Don McKeown, 9/12/2019


For the healthcare sector, the US Health and Human Services (HHS) dataset of PHI breaches (HHS Dataset) and the Verizon Data Breach Investigations Report (DBIR) are critical sources for understanding threats to information assets. However, one needs to understand the strengths/weakness of each to properly utilize them (see table below). Use both to gain a broad perspective on the threats to the confidentiality, integrity, and availability of information assets. The DBIR and HHS dataset would improve if Verizon and HHS collaborated.

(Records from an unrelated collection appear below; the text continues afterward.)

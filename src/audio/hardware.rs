//! Hardware bridge
//!
//! Owns the audio device lifecycle and wires its period callback to the two
//! call directions. Every period runs the encode path with the captured
//! frame first, then the decode path with the playback frame.
//!
//! Device failures never take the process down: they are logged and leave
//! the bridge [`HardwareState::Disabled`], where connection and start
//! requests are ignored.

use std::sync::atomic::{AtomicBool, Ordering};
use std::sync::Arc;
use tracing::{debug, info, warn};

use crate::audio::device::{AudioDevice, PeriodCallback, StreamParams};
use crate::codec::{FrameDecoder, FrameEncoder, OpusDecoder, OpusEncoder};
use crate::error::FaultKind;
use crate::network::binding::StreamBinder;
use crate::network::receiver::Receiver;
use crate::network::sender::Sender;
use crate::network::stream::DatagramStream;

/// Lifecycle state of the bridge
#[derive(Debug, Clone, Copy, PartialEq, Eq)]
pub enum HardwareState {
    /// No usable device; requests are no-ops
    Disabled,
    /// Device open, not running
    Stopped,
    Running,
}

/// Directions the period callback stopped driving after a frame size fault
#[derive(Debug, Default)]
pub struct HaltedDirections {
    capture: AtomicBool,
    playback: AtomicBool,
}

impl HaltedDirections {
    pub fn capture(&self) -> bool {
        self.capture.load(Ordering::Acquire)
    }

    pub fn playback(&self) -> bool {
        self.playback.load(Ordering::Acquire)
    }
}

/// Per-period work, owned by the device callback
pub struct DuplexPeriod<E: FrameEncoder = OpusEncoder, D: FrameDecoder = OpusDecoder> {
    sender: Sender<E>,
    receiver: Receiver<D>,
    halted: Arc<HaltedDirections>,
}

impl<E, D> DuplexPeriod<E, D>
where
    E: FrameEncoder + 'static,
    D: FrameDecoder + 'static,
{
    pub fn new(sender: Sender<E>, receiver: Receiver<D>) -> Self {
        Self {
            sender,
            receiver,
            halted: Arc::new(HaltedDirections::default()),
        }
    }

    pub fn halted(&self) -> Arc<HaltedDirections> {
        self.halted.clone()
    }

    /// Run one period: capture first, then playback.
    ///
    /// Faults stay within their direction. A buffer of the wrong length halts
    /// that direction for good, since the device period never changes.
    pub fn run(&mut self, input: Option<&[f32]>, output: Option<&mut [f32]>) {
        if let Some(input) = input {
            if !self.halted.capture() {
                if let Err(e) = self.sender.push_frame(input) {
                    if e.fault_kind() == FaultKind::FrameSize {
                        warn!("Capture halted: {}", e);
                        self.halted.capture.store(true, Ordering::Release);
                    }
                }
            }
        }

        if let Some(output) = output {
            if self.halted.playback() {
                output.fill(0.0);
            } else if let Err(e) = self.receiver.pull_frame(output) {
                if e.fault_kind() == FaultKind::FrameSize {
                    warn!("Playback halted: {}", e);
                    self.halted.playback.store(true, Ordering::Release);
                }
            }
        }
    }

    pub fn into_callback(mut self) -> PeriodCallback {
        Box::new(move |input: Option<&[f32]>, output: Option<&mut [f32]>| self.run(input, output))
    }
}

/// Audio device bridged to one call
pub struct AudioHardware<Dev: AudioDevice = Box<dyn AudioDevice>> {
    device: Dev,
    state: HardwareState,
    binder: StreamBinder,
    halted: Arc<HaltedDirections>,
}

impl<Dev: AudioDevice> AudioHardware<Dev> {
    /// Open `device` with the period callback driving `sender` and `receiver`.
    ///
    /// An open failure is logged and yields a disabled bridge.
    pub fn open<E, D>(mut device: Dev, params: &StreamParams, sender: Sender<E>, receiver: Receiver<D>) -> Self
    where
        E: FrameEncoder + 'static,
        D: FrameDecoder + 'static,
    {
        let period_samples = params.period_samples();
        if sender.frame_size() != period_samples || receiver.frame_size() != period_samples {
            warn!(
                "Codec frames (capture {}, playback {}) do not match the {} sample device period",
                sender.frame_size(),
                receiver.frame_size(),
                period_samples
            );
        }

        let binder = StreamBinder::new(receiver.handle(), sender.handle());
        let period = DuplexPeriod::new(sender, receiver);
        let halted = period.halted();

        let state = match device.open(params, period.into_callback()) {
            Ok(()) => {
                info!("Audio hardware ready");
                HardwareState::Stopped
            }
            Err(e) => {
                warn!("Audio hardware disabled, device open failed: {}", e);
                HardwareState::Disabled
            }
        };

        Self {
            device,
            state,
            binder,
            halted,
        }
    }

    pub fn state(&self) -> HardwareState {
        self.state
    }

    pub fn is_disabled(&self) -> bool {
        self.state == HardwareState::Disabled
    }

    /// A peer connected: bind its stream and start the device
    pub fn new_connection(&mut self, stream: Arc<dyn DatagramStream>) {
        if self.is_disabled() {
            debug!("Ignoring new connection, hardware disabled");
            return;
        }
        self.binder.bind(stream);
        self.start();
    }

    /// Bind `stream` without starting the device
    pub fn streaming(&mut self, stream: Arc<dyn DatagramStream>) {
        if self.is_disabled() {
            debug!("Ignoring stream, hardware disabled");
            return;
        }
        self.binder.bind(stream);
    }

    /// The outgoing stream is usable: start the device
    pub fn out_stream_ready(&mut self) {
        self.start();
    }

    pub fn start(&mut self) {
        if self.state != HardwareState::Stopped {
            return;
        }
        match self.device.start() {
            Ok(()) => {
                self.state = HardwareState::Running;
                info!("Audio hardware started");
            }
            Err(e) => {
                warn!("Audio hardware disabled, device start failed: {}", e);
                self.disable();
            }
        }
    }

    pub fn stop(&mut self) {
        if self.state != HardwareState::Running {
            return;
        }
        match self.device.stop() {
            Ok(()) => {
                self.state = HardwareState::Stopped;
                info!("Audio hardware stopped");
            }
            Err(e) => {
                warn!("Audio hardware disabled, device stop failed: {}", e);
                self.disable();
            }
        }
    }

    /// Stop the device, shut the stream down in both directions and close
    /// the device. Calling it again does nothing.
    pub fn shutdown(&mut self) {
        self.stop();
        self.binder.shutdown();
        if self.device.is_open() {
            self.device.close();
            info!("Audio hardware closed");
        }
        self.state = HardwareState::Disabled;
    }

    fn disable(&mut self) {
        self.device.close();
        self.state = HardwareState::Disabled;
    }

    /// Gate both directions
    pub fn set_enabled(&self, enabled: bool) {
        self.binder.receiver().set_enabled(enabled);
        self.binder.sender().set_enabled(enabled);
    }

    pub fn binder(&self) -> &StreamBinder {
        &self.binder
    }

    pub fn halted(&self) -> &HaltedDirections {
        &self.halted
    }

    pub fn device(&self) -> &Dev {
        &self.device
    }

    pub fn device_mut(&mut self) -> &mut Dev {
        &mut self.device
    }
}

impl<Dev: AudioDevice> Drop for AudioHardware<Dev> {
    fn drop(&mut self) {
        if self.device.is_open() {
            self.device.close();
        }
    }
}

#[cfg(test)]
mod tests {
    use super::*;
    use crate::audio::buffer::QueueConfig;
    use crate::audio::device::ManualDevice;
    use crate::config::AudioConfig;
    use crate::error::CodecError;
    use crate::network::memory;
    use crate::network::strand::Strand;
    use crate::protocol::HeaderFormat;
    use bytes::Bytes;
    use parking_lot::Mutex;

    type Log = Arc<Mutex<Vec<&'static str>>>;

    struct LoggingCodec {
        frame: usize,
        log: Log,
    }

    impl FrameEncoder for LoggingCodec {
        fn frame_size(&self) -> usize {
            self.frame
        }

        fn encode(&mut self, _samples: &[f32]) -> Result<Bytes, CodecError> {
            self.log.lock().push("encode");
            Ok(Bytes::from_static(&[1]))
        }
    }

    impl FrameDecoder for LoggingCodec {
        fn frame_size(&self) -> usize {
            self.frame
        }

        fn decode(&mut self, payload: Option<&[u8]>, out: &mut [f32]) -> Result<usize, CodecError> {
            self.log.lock().push(if payload.is_some() { "decode" } else { "conceal" });
            out.fill(0.5);
            Ok(out.len())
        }
    }

    fn params(period: usize) -> StreamParams {
        StreamParams {
            period,
            ..StreamParams::from_config(&AudioConfig::default())
        }
    }

    fn hardware(
        device: ManualDevice,
        period: usize,
        encoder_frame: usize,
        decoder_frame: usize,
        log: &Log,
    ) -> AudioHardware<ManualDevice> {
        let sender = Sender::new(
            LoggingCodec { frame: encoder_frame, log: log.clone() },
            HeaderFormat::Bare,
            Strand::current().unwrap(),
        );
        let receiver = Receiver::new(
            LoggingCodec { frame: decoder_frame, log: log.clone() },
            &QueueConfig::default(),
            HeaderFormat::Bare,
        );
        AudioHardware::open(device, &params(period), sender, receiver)
    }

    #[tokio::test]
    async fn test_open_failure_disables_hardware() {
        let driver = ManualDevice::new();
        driver.fail_open(true);
        let log = Log::default();
        let mut hw = hardware(driver.clone(), 4, 4, 4, &log);

        assert_eq!(hw.state(), HardwareState::Disabled);

        let (near, _far) = memory::pair();
        hw.new_connection(near.clone());
        hw.out_stream_ready();
        hw.start();

        assert_eq!(hw.state(), HardwareState::Disabled);
        assert!(!hw.binder().is_bound());
        assert_eq!(near.subscriber_count(), 0);
        assert!(!driver.tick(None, None));

        hw.shutdown();
        hw.shutdown();
    }

    #[tokio::test]
    async fn test_start_failure_disables_hardware() {
        let driver = ManualDevice::new();
        driver.fail_start(true);
        let log = Log::default();
        let mut hw = hardware(driver.clone(), 4, 4, 4, &log);
        assert_eq!(hw.state(), HardwareState::Stopped);

        hw.out_stream_ready();
        assert_eq!(hw.state(), HardwareState::Disabled);
        assert!(!hw.device().is_open());
    }

    #[tokio::test]
    async fn test_period_encodes_before_decoding() {
        let driver = ManualDevice::new();
        let log = Log::default();
        let mut hw = hardware(driver.clone(), 4, 4, 4, &log);

        let (near, _far) = memory::pair();
        hw.new_connection(near);
        assert_eq!(hw.state(), HardwareState::Running);

        assert_eq!(driver.tick_duplex(&[0.1; 4]).unwrap(), vec![0.5; 4]);
        driver.tick(Some(&[0.1; 4]), None);
        let mut out = [0.0f32; 4];
        driver.tick(None, Some(&mut out));

        assert_eq!(*log.lock(), vec!["encode", "conceal", "encode", "conceal"]);
    }

    #[tokio::test]
    async fn test_frame_size_fault_halts_one_direction() {
        let driver = ManualDevice::new();
        let log = Log::default();
        // Decoder frame does not match the device period
        let mut hw = hardware(driver.clone(), 4, 4, 3, &log);
        let (near, far) = memory::pair();
        hw.new_connection(near);

        let played = driver.tick_duplex(&[0.1; 4]).unwrap();
        assert_eq!(played, vec![0.0; 4]);
        assert!(hw.halted().playback());
        assert!(!hw.halted().capture());

        driver.tick_duplex(&[0.1; 4]).unwrap();
        hw.binder().sender().strand().flush().await;
        assert_eq!(far.pending(), 2);
        assert_eq!(*log.lock(), vec!["encode", "encode"]);
    }

    #[tokio::test]
    async fn test_shutdown_closes_device_and_stream() {
        let driver = ManualDevice::new();
        let log = Log::default();
        let mut hw = hardware(driver.clone(), 4, 4, 4, &log);
        let (near, _far) = memory::pair();
        hw.streaming(near.clone());
        assert_eq!(hw.state(), HardwareState::Stopped);
        hw.start();
        assert!(driver.is_running());

        hw.shutdown();
        hw.binder().sender().strand().flush().await;
        assert!(!driver.is_open());
        assert!(near.is_read_shutdown());
        assert!(near.is_write_shutdown());
        assert_eq!(hw.state(), HardwareState::Disabled);

        hw.shutdown();
    }

    #[tokio::test]
    async fn test_set_enabled_gates_both_paths() {
        let driver = ManualDevice::new();
        let log = Log::default();
        let mut hw = hardware(driver.clone(), 4, 4, 4, &log);
        let (near, far) = memory::pair();
        hw.new_connection(near);

        hw.set_enabled(false);
        let played = driver.tick_duplex(&[0.1; 4]).unwrap();
        hw.binder().sender().strand().flush().await;

        assert_eq!(played, vec![0.0; 4]);
        assert_eq!(far.pending(), 0);
        assert!(log.lock().is_empty());
    }
}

It's difficult to prioritize information security investments given limited resources. If you're in healthcare, HIPAA compliance is table stakes. HIPPA is not highly prescriptive like PCI, so there are many ways to achieve compliance. Moreover, achieving compliance with any regulation or framework does not mean you're protected against emerging threats. An organization with a culture that equates compliance with being secure should evolve into a risk-based security culture that can respond to emerging threats [1].

Organizations with a risk-based security culture will want to understand the current threats to their most valuable assets. I'm going to make the wild assumption that most healthcare organizations are primarily worried about a breach of Protected Health Information (PHI). Two outstanding ways to statistically understand how such breaches have occurred in other organizations are the DBIR [2] and the HHS Dataset of breaches of PHI [3]. These could be used as sources to create executive reports about the most relevant threat patterns. In addition, security teams could use these data to ensure that it can defend against attacks that are most common within the healthcare sector [4]. However, it's critical to understand the strengths and weaknesses of each to interpret them appropriately.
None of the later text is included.